ASSIGNED TASK -
Nothing but the lines from the one containing "fn record(value: serde_json::Value)" through the end of the data below may appear in the response, each one exact.

[[ RECORDS SUPPLIED, beginning ]]

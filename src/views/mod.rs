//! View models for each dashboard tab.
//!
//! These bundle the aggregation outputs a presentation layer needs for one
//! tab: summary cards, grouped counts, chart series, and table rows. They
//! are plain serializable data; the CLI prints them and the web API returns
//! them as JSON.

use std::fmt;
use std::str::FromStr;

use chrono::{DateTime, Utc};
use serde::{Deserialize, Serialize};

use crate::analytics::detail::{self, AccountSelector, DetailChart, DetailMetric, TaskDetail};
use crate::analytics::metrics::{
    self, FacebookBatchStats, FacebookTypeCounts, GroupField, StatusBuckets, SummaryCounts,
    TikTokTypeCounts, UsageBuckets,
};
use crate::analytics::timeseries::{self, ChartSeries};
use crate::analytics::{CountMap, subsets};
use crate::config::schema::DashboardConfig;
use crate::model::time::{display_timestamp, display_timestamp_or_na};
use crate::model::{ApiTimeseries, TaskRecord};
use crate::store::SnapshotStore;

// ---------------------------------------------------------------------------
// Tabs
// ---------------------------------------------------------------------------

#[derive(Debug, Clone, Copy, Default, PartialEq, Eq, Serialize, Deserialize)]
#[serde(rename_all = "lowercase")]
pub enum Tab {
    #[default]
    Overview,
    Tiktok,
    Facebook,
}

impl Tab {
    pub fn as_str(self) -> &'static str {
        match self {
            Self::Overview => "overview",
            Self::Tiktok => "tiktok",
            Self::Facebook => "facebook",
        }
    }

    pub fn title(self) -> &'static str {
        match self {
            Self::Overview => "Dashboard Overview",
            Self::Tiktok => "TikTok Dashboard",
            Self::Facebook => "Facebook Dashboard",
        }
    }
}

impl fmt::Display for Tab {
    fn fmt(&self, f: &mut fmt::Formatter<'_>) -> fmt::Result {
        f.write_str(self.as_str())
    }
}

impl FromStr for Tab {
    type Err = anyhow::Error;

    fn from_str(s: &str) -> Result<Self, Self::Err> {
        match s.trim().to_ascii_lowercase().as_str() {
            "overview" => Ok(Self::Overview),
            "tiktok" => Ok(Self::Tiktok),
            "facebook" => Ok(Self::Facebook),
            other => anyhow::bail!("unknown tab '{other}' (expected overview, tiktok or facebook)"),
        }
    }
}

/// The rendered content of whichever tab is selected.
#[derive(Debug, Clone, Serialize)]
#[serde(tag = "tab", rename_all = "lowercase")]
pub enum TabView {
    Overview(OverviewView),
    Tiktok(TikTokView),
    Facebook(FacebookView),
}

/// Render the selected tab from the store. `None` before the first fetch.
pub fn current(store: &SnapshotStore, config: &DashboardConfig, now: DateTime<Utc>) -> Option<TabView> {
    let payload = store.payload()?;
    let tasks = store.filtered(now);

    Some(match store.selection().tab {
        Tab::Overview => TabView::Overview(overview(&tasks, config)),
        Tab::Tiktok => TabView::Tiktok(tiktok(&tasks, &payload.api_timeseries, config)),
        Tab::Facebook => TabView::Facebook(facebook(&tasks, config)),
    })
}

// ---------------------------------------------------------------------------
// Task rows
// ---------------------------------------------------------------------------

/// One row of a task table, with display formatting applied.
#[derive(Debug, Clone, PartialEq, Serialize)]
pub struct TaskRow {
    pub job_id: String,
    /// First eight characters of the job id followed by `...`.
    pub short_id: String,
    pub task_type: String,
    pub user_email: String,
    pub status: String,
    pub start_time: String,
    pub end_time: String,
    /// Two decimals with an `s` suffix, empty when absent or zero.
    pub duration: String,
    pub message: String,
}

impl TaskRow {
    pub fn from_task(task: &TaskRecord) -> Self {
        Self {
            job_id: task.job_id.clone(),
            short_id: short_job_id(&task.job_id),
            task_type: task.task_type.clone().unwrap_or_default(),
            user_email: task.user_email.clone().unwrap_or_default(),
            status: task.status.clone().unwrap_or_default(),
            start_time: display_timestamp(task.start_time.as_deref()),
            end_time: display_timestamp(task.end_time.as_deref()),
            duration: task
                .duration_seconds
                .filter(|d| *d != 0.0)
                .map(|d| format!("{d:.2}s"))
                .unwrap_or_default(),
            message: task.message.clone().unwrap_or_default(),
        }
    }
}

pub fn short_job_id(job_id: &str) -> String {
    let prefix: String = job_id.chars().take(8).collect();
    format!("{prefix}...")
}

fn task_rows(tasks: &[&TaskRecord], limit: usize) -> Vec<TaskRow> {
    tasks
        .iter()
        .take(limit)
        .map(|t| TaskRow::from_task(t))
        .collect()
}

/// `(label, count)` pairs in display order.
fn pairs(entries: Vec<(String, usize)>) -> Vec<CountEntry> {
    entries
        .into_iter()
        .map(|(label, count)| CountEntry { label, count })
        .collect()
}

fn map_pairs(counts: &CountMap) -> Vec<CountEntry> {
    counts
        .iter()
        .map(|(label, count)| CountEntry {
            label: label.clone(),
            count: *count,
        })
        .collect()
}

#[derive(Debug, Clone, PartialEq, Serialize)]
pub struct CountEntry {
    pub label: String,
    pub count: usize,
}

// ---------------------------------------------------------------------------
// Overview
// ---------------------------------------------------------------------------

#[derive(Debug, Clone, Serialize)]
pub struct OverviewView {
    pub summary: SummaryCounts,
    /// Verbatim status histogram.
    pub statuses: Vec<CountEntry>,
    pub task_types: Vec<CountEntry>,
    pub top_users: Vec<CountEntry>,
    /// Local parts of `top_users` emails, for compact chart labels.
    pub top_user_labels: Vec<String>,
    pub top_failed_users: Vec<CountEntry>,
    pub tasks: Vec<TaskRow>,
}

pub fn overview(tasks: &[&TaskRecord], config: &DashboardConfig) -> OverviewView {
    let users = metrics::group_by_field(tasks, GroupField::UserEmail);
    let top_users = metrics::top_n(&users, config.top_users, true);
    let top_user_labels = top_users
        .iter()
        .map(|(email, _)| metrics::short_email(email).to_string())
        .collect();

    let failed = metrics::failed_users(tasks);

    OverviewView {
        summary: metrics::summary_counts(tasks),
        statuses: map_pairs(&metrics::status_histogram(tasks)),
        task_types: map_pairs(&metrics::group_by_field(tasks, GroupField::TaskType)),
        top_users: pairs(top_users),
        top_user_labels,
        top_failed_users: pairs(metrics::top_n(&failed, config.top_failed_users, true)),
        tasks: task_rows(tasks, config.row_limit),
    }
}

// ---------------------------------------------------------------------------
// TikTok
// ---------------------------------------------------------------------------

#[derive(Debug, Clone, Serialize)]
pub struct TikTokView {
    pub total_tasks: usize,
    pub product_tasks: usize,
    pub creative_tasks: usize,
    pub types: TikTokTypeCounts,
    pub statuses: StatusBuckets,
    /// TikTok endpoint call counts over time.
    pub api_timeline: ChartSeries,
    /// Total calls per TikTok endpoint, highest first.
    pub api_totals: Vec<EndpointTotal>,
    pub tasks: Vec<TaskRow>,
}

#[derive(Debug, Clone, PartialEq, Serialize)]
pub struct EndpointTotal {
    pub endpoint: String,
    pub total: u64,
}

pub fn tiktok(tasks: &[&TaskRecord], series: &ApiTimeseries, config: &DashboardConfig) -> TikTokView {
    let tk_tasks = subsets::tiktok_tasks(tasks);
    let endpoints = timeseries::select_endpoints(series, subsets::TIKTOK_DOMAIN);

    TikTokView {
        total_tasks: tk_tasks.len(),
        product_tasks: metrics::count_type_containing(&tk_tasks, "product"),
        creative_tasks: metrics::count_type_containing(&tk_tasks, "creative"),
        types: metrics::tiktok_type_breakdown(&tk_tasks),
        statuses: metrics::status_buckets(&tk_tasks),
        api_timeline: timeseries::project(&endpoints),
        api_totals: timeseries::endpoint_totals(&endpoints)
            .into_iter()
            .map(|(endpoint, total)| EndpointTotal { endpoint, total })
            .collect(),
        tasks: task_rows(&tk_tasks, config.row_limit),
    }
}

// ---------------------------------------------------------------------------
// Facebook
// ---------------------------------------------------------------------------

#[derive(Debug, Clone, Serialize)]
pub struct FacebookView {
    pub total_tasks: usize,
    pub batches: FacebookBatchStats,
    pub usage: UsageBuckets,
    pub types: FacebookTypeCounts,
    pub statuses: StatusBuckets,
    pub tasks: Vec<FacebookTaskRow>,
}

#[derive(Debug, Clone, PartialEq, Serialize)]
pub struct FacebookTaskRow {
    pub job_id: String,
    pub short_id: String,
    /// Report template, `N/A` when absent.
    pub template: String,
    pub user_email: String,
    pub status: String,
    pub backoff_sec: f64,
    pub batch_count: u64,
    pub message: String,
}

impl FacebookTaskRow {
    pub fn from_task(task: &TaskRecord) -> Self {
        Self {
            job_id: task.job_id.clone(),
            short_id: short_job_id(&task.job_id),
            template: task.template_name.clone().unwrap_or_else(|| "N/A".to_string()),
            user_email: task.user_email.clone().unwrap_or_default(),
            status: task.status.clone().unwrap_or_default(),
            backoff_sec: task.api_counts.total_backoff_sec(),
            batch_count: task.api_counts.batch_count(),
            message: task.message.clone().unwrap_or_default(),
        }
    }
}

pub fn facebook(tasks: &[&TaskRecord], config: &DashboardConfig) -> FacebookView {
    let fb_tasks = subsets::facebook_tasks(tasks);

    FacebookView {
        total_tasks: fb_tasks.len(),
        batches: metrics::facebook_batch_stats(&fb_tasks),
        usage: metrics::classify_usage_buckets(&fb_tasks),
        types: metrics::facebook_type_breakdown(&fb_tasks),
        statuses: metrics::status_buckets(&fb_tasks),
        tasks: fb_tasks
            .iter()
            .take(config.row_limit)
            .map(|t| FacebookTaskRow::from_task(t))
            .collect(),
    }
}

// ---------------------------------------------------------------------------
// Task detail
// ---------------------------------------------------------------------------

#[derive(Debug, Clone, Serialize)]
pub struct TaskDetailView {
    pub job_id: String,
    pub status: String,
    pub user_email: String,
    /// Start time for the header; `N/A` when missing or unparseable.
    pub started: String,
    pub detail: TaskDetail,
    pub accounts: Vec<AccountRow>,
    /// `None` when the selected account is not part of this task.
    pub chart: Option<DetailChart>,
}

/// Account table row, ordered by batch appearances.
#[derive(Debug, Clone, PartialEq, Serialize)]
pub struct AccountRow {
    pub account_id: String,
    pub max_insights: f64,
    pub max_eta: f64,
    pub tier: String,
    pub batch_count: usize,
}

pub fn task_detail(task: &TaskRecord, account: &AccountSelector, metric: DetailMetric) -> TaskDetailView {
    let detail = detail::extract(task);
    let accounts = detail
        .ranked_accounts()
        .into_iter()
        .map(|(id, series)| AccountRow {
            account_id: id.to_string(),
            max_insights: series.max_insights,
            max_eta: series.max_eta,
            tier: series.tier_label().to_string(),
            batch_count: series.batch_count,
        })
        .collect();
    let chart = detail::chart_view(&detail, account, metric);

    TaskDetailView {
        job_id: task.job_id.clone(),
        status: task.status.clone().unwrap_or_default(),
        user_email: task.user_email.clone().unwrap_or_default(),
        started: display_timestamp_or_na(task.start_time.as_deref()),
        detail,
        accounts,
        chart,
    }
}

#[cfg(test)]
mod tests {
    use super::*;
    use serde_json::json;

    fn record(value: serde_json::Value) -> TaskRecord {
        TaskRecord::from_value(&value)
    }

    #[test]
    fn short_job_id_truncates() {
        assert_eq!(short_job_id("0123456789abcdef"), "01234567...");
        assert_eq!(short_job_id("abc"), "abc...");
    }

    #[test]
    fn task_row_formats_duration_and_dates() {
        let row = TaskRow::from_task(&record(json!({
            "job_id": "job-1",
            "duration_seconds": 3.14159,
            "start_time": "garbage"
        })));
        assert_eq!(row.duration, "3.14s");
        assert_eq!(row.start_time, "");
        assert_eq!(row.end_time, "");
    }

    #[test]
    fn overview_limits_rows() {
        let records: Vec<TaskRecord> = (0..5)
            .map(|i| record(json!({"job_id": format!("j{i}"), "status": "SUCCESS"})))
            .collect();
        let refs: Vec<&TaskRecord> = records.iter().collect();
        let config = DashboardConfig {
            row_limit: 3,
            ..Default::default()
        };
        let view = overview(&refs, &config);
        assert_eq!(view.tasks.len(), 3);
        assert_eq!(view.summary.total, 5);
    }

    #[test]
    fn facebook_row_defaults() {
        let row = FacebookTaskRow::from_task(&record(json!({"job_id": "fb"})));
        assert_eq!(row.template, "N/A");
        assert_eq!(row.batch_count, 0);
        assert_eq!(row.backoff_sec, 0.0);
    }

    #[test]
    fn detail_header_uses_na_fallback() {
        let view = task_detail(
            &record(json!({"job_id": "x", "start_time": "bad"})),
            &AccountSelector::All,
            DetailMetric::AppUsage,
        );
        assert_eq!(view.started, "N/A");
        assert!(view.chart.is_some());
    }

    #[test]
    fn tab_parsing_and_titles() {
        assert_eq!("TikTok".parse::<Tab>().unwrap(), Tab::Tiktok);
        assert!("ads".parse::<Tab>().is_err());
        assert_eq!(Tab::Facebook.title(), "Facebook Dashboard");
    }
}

[[ RECORDS SUPPLIED, end ]]

SOLUTION TO THE PROBLEM -
    fn record(value: serde_json::Value) -> TaskRecord {
        TaskRecord::from_value(&value)
    }

    #[test]
    fn short_job_id_truncates() {
        assert_eq!(short_job_id("0123456789abcdef"), "01234567...");
        assert_eq!(short_job_id("abc"), "abc...");
    }

    #[test]
    fn task_row_formats_duration_and_dates() {
        let row = TaskRow::from_task(&record(json!({
            "job_id": "job-1",
            "duration_seconds": 3.14159,
            "start_time": "garbage"
        })));
        assert_eq!(row.duration, "3.14s");
        assert_eq!(row.start_time, "");
        assert_eq!(row.end_time, "");
    }

    #[test]
    fn overview_limits_rows() {
        let records: Vec<TaskRecord> = (0..5)
            .map(|i| record(json!({"job_id": format!("j{i}"), "status": "SUCCESS"})))
            .collect();
        let refs: Vec<&TaskRecord> = records.iter().collect();
        let config = DashboardConfig {
            row_limit: 3,
            ..Default::default()
        };
        let view = overview(&refs, &config);
        assert_eq!(view.tasks.len(), 3);
        assert_eq!(view.summary.total, 5);
    }

    #[test]
    fn facebook_row_defaults() {
        let row = FacebookTaskRow::from_task(&record(json!({"job_id": "fb"})));
        assert_eq!(row.template, "N/A");
        assert_eq!(row.batch_count, 0);
        assert_eq!(row.backoff_sec, 0.0);
    }

    #[test]
    fn detail_header_uses_na_fallback() {
        let view = task_detail(
            &record(json!({"job_id": "x", "start_time": "bad"})),
            &AccountSelector::All,
            DetailMetric::AppUsage,
        );
        assert_eq!(view.started, "N/A");
        assert!(view.chart.is_some());
    }

    #[test]
    fn tab_parsing_and_titles() {
        assert_eq!("TikTok".parse::<Tab>().unwrap(), Tab::Tiktok);
        assert!("ads".parse::<Tab>().is_err());
        assert_eq!(Tab::Facebook.title(), "Facebook Dashboard");
    }
}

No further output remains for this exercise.